It's tempting to treat the opening car choice like a huge commitment, but it really isn't. Mei lets you sample one car for the first drive to the festival, while all three starter models end up in your garage anyway. That means you're not locking yourself out of other FH6 Cars by picking the "wrong" one. Still, the choice does shape your first impression. These aren't plain showroom versions either. Mei's builds come pre-tuned, so they feel sharper and more useful than their basic dealership counterparts.
Why the starter choice still matters
You can swap cars once the festival opens, so there's no need to panic. The real point is comfort. Early Forza Horizon 6 throws a bit of everything at you: road routes, dirt sections, open driving, and the odd stunt that punishes poor traction. If your first car suits the way you drive, those first couple of hours feel smoother. If it doesn't, you'll probably still progress, just with more restarts, missed corners, and muttering at the screen.

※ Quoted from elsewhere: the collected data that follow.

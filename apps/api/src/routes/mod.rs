pub mod health;

use axum::{
    extract::DefaultBodyLimit,
    routing::{get, post},
    Router,
};

use crate::analysis::handlers;
use crate::state::AppState;

pub fn build_router(state: AppState) -> Router {
    let upload_limit = state.config.max_upload_bytes;

    Router::new()
        .route("/", get(health::root_handler))
        .route("/health", get(health::health_handler))
        // Analysis API
        .route("/job-roles", get(handlers::handle_job_roles))
        .route(
            "/analyze",
            post(handlers::handle_analyze).layer(DefaultBodyLimit::max(upload_limit)),
        )
        .with_state(state)
}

Toyota Celica GT-Four ST205 is the safe bet
The Celica is the easiest car to recommend to most players. It's AWD, stable, and doesn't ask for much drama from the driver. Its speed and handling are both strong for C Class, and it can deal with mixed surfaces without feeling lost. You won't get the wildest slides or the hardest launch, but you'll get a car that turns in cleanly and forgives small mistakes. If you're planning to bounce between race types and just learn the map, this is the one that makes life simple.
Nissan Silvia and GMC Jimmy serve different moods
The Nissan Silvia K's is for players who like a car that moves around under them. It's rear-wheel drive, lighter in feel, and much happier when you're balancing throttle through bends instead of just planting your foot. The braking stat is low, so you need to think earlier and carry momentum. The GMC Jimmy goes the other way. It's heavy, torquey, and built for rough ground. Its acceleration, launch, and off-road grip make it a beast away from tarmac, though it won't feel tidy on tight road corners.
Keep them and build around them
The best advice is simple: don't sell these starter cars. They're not throwaway tutorial rewards. Mei's tunes give them a useful edge, and each one can stay relevant once you begin building a wider garage. Pick the Celica if you want the smoothest opening, take the Silvia if drifting and throttle control sound fun, or grab the Jimmy if dirt, jumps, and messy routes are your thing. Later on, as your collection of Forza Horizon 6 Cars grows, these three still work nicely as early specialist builds rather than forgotten first picks.